As for the time reversal idea, there is something in our Universe called entropy. It is a feature (basically, the second law of thermodynamics), which states that any system will fall into gradual disorder as time passes. This is (to put it simply) because it takes energy to keep any organized structure intact, and this energy has to come from somewhere. So the entropy for the Universe as a whole is constantly increasing. Imagine a cup breaking into pieces: indeed, if you film it you can play the film backwards and see the cup become whole again. But there is no way the cup would accidentally put itself back into one piece, even if you somehow "reverse" time - because time is (most likely) not reversible in this way.

 

Now, the real issue with that is that while it is easy to see time as something flowing "forward", it is not so straightforward to reverse it and expect things to happen backwards. (Se our "Arrow of Time Hypography" for more about this).

 

But I might be digressing here. You ask if the expansion as we see it originates from the center of the Universe, and that it could theoretically be found.

 

Well, yes - and no. Theorists do not agree on this issue. Even if the Universe once came from a "singularity", it is important to remember that this singularity <b>was the entire Universe</b> at the time of the Big Bang. What has expanded is the entire Universe. So the center of the Universe does not really exist (what I am trying to say is: the entire Universe does not have a center). For there to be a center, you would have to have a perfectly spherical Universe inside which everything moves away from an absolute center towards the edges. But it all depends on what kind of Universe we live in, really, and this is such a difficult question that I would be ignorant if I try to take this discussion further myself...perhaps other can help out.

 

Some very interesting books on the topic are:

 

John Barrow and Frank Tipler: The Anthropic Cosmological Principle

 

John Barrow: Impossibility (this one is really great)

 

Stephen Hawking: The Universe in a Nutshell

 

Martin Rees: Just Six Numbers (Our review: Just Six Numbers)

 

...and I have just finished reading Martin Rees' latest, "Our Cosmic Habitat", in which he argues that our Universe may indeed just be one among a whole ensemble of Universes in a "Multiverse". But this is _very_ speculative. In essence, he argues that not only does our Universe not have a center - but it is not even a center in itself. It is part of something bigger. Which sort of would be related to both your questions...

 

Hope this made at least some sense!

Posted

Yes,Tormod your explanation was indeed helpful.Thank you very much for your reply.

 

I have a provocative comment/suggestion of what it is that may lie beyond our universe that was inspired by an article regarding the latest perspective on the state of our universe that appeared recently at the BBC Science Site and in the Journal,Nature that states how 'Our Universe is so unlikely that we must be missing something'.

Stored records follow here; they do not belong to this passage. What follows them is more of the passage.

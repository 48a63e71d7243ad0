// Copyright (C) 2026 Michael Wilson <mike@mdwn.dev>
//
// This program is free software: you can redistribute it and/or modify it under
// the terms of the GNU General Public License as published by the Free Software
// Foundation, version 3.
//
// This program is distributed in the hope that it will be useful, but WITHOUT
// ANY WARRANTY; without even the implied warranty of MERCHANTABILITY or FITNESS
// FOR A PARTICULAR PURPOSE. See the GNU General Public License for more details.
//
// You should have received a copy of the GNU General Public License along with
// this program. If not, see <https://www.gnu.org/licenses/>.
//
use std::{error::Error, fmt, sync::Arc};

use tracing::info;

use crate::event::Event;

mod midir;
mod mock;

pub use mock::Device as MockDevice;

/// A destination for trigger events.
pub trait Device: fmt::Display + std::marker::Send + std::marker::Sync {
    /// Returns the name of the device.
    fn name(&self) -> String;

    /// Emits the events in order.
    fn emit(&self, events: &[Event]) -> Result<(), Box<dyn Error>>;
}

/// Gets a device with the given name. Names starting with "mock" give a mock device, no
/// name gives a device that only logs.
pub fn get_device(name: Option<&str>) -> Result<Arc<dyn Device>, Box<dyn Error>> {
    match name {
        None => Ok(Arc::new(LogDevice {})),
        Some(name) if name.starts_with("mock") => Ok(Arc::new(mock::Device::get(name))),
        Some(name) => Ok(Arc::new(midir::get(name)?)),
    }
}

/// Lists the names of the MIDI outputs on this machine.
pub fn list_devices() -> Result<Vec<String>, Box<dyn Error>> {
    midir::list()
}

/// A device that logs events instead of sending them anywhere.
pub struct LogDevice {}

impl Device for LogDevice {
    fn name(&self) -> String {
        "log".to_string()
    }

    fn emit(&self, events: &[Event]) -> Result<(), Box<dyn Error>> {
        for event in events {
            info!(
                channel = event.channel(),
                event = event.to_string(),
                "MIDI event."
            );
        }
        Ok(())
    }
}

impl fmt::Display for LogDevice {
    fn fmt(&self, f: &mut fmt::Formatter<'_>) -> fmt::Result {
        write!(f, "log")
    }
}

#[cfg(test)]
mod tests {
    use super::*;

    #[test]
    fn test_get_device() {
        assert_eq!(get_device(None).unwrap().name(), "log");
        let device = get_device(Some("mock-out")).unwrap();
        assert_eq!(device.name(), "mock-out");
        assert_eq!(device.to_string(), "mock-out (Mock)");
    }
}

Link to the complete article.

http://www.nature.com/nsu/020812/020812-2.html

I've posted the several paragraphs from the beginning of the article that contains the basis for my provocative supposition regarding what it may be that lies beyond our universe.

 

Story:

Our Universe is so unlikely that we must be missing something.

13 August 2002

PHILIP BALL

In an argument that would have gratified the ancient Greeks, physicists have claimed that the prevailing theoretical view of the Universe is logically flawed. Arranging the cosmos as we think it is arranged, say the team, would have required a miracle.

An ever-more-rapidly expanding Universe is destined to repeat itself, say Leonard Susskind of Stanford University, California, and his colleagues. But the chances that such re-runs would produce worlds like ours are infinitesimal.

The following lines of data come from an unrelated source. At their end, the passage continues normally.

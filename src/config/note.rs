// Copyright (C) 2026 Michael Wilson <mike@mdwn.dev>
//
// This program is free software: you can redistribute it and/or modify it under
// the terms of the GNU General Public License as published by the Free Software
// Foundation, version 3.
//
// This program is distributed in the hope that it will be useful, but WITHOUT
// ANY WARRANTY; without even the implied warranty of MERCHANTABILITY or FITNESS
// FOR A PARTICULAR PURPOSE. See the GNU General Public License for more details.
//
// You should have received a copy of the GNU General Public License along with
// this program. If not, see <https://www.gnu.org/licenses/>.
//

//! Note name parsing. Octaves follow the convention where C4 is MIDI note 60 and the
//! lowest octave is -1.

use std::fmt;

use serde::{Deserialize, Serialize};
use thiserror::Error;

/// The octave used when a note name doesn't specify one.
pub const DEFAULT_OCTAVE: i32 = 4;

/// A note given either as a MIDI number or as a name like "C", "D#4" or "Bb-1".
#[derive(Deserialize, Serialize, Clone, Debug, PartialEq, Eq)]
#[serde(untagged)]
pub enum NoteValue {
    Number(u8),
    Name(String),
}

impl NoteValue {
    /// Resolves the note to a MIDI note number.
    pub fn to_midi_note(&self) -> Result<u8, NoteNameError> {
        match self {
            NoteValue::Number(note) if *note <= 127 => Ok(*note),
            NoteValue::Number(note) => Err(NoteNameError::OutOfRange(i32::from(*note))),
            NoteValue::Name(name) => parse_note_name(name),
        }
    }
}

impl fmt::Display for NoteValue {
    fn fmt(&self, f: &mut fmt::Formatter<'_>) -> fmt::Result {
        match self {
            NoteValue::Number(note) => write!(f, "{}", note),
            NoteValue::Name(name) => f.write_str(name),
        }
    }
}

#[derive(Debug, Clone, PartialEq, Eq, Error)]
pub enum NoteNameError {
    #[error("note name is empty")]
    Empty,

    #[error("unknown note letter {0:?}")]
    Letter(char),

    #[error("invalid octave {0:?}")]
    Octave(String),

    #[error("note {0} is outside the MIDI range (0-127)")]
    OutOfRange(i32),
}

const OCTAVE_MIN: i32 = -1;
const OCTAVE_MAX: i32 = 9;

/// Parses a note name into a MIDI note number. The letter is case-insensitive and may be
/// followed by `#` or `b` and an octave.
pub fn parse_note_name(name: &str) -> Result<u8, NoteNameError> {
    let name = name.trim();
    let mut chars = name.chars();
    let letter = chars.next().ok_or(NoteNameError::Empty)?;

    let semitone = match letter.to_ascii_uppercase() {
        'C' => 0,
        'D' => 2,
        'E' => 4,
        'F' => 5,
        'G' => 7,
        'A' => 9,
        'B' => 11,
        _ => return Err(NoteNameError::Letter(letter)),
    };

    let rest = chars.as_str();
    let (accidental, octave) = if let Some(octave) = rest.strip_prefix('#') {
        (1, octave)
    } else if let Some(octave) = rest.strip_prefix('b') {
        (-1, octave)
    } else {
        (0, rest)
    };

    let octave = if octave.is_empty() {
        DEFAULT_OCTAVE
    } else {
        octave
            .parse::<i32>()
            .ok()
            .filter(|octave| (OCTAVE_MIN..=OCTAVE_MAX).contains(octave))
            .ok_or_else(|| NoteNameError::Octave(octave.to_string()))?
    };

    let note = (octave + 1) * 12 + semitone + accidental;
    u8::try_from(note)
        .ok()
        .filter(|note| *note <= 127)
        .ok_or(NoteNameError::OutOfRange(note))
}

#[cfg(test)]
mod tests {
    use super::*;

    #[test]
    fn test_parse_note_names() {
        assert_eq!(parse_note_name("C"), Ok(60));
        assert_eq!(parse_note_name("C4"), Ok(60));
        assert_eq!(parse_note_name("c4"), Ok(60));
        assert_eq!(parse_note_name("D#4"), Ok(63));
        assert_eq!(parse_note_name("Eb3"), Ok(51));
        assert_eq!(parse_note_name("A4"), Ok(69));
        assert_eq!(parse_note_name("B"), Ok(71));
        assert_eq!(parse_note_name("C-1"), Ok(0));
        assert_eq!(parse_note_name("G9"), Ok(127));
        assert_eq!(parse_note_name(" F#2 "), Ok(42));
    }

    #[test]
    fn test_parse_note_name_errors() {
        assert_eq!(parse_note_name(""), Err(NoteNameError::Empty));
        assert_eq!(parse_note_name("H4"), Err(NoteNameError::Letter('H')));
        assert_eq!(
            parse_note_name("C#x"),
            Err(NoteNameError::Octave("x".to_string()))
        );
        assert_eq!(parse_note_name("G#9"), Err(NoteNameError::OutOfRange(128)));
        assert_eq!(parse_note_name("Cb-1"), Err(NoteNameError::OutOfRange(-1)));
    }

    #[test]
    fn test_octave_out_of_range() {
        assert_eq!(
            parse_note_name("C2147483647"),
            Err(NoteNameError::Octave("2147483647".to_string()))
        );
        assert_eq!(
            parse_note_name("C10"),
            Err(NoteNameError::Octave("10".to_string()))
        );
        assert_eq!(
            parse_note_name("D#-2"),
            Err(NoteNameError::Octave("-2".to_string()))
        );
    }

    #[test]
    fn test_note_value() {
        assert_eq!(NoteValue::Number(62).to_midi_note(), Ok(62));
        assert_eq!(
            NoteValue::Number(200).to_midi_note(),
            Err(NoteNameError::OutOfRange(200))
        );
        assert_eq!(NoteValue::Name("D".to_string()).to_midi_note(), Ok(62));
    }
}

So either space is not accelerating for the reasons we think it is, or we have yet to discover some principle of physics, the researchers conclude. Like a guardian angel, this principle would pick out those few initial states that lead to a Universe like ours, and then guide cosmic evolution so that it really does unfold this way.

The incomprehensibility of our situation even drives Susskind's team to ponder whether an "unknown agent intervened in the evolution [of the Universe] for reasons of its own". But creationists should not rejoice: even a god such as this can't explain how things got so strange.

The problem stems from the observation in 1998 that the Universe's expansion seems to be speeding up. The most popular explanation for this is that there is a cosmological constant - a repulsive force that opposes gravity.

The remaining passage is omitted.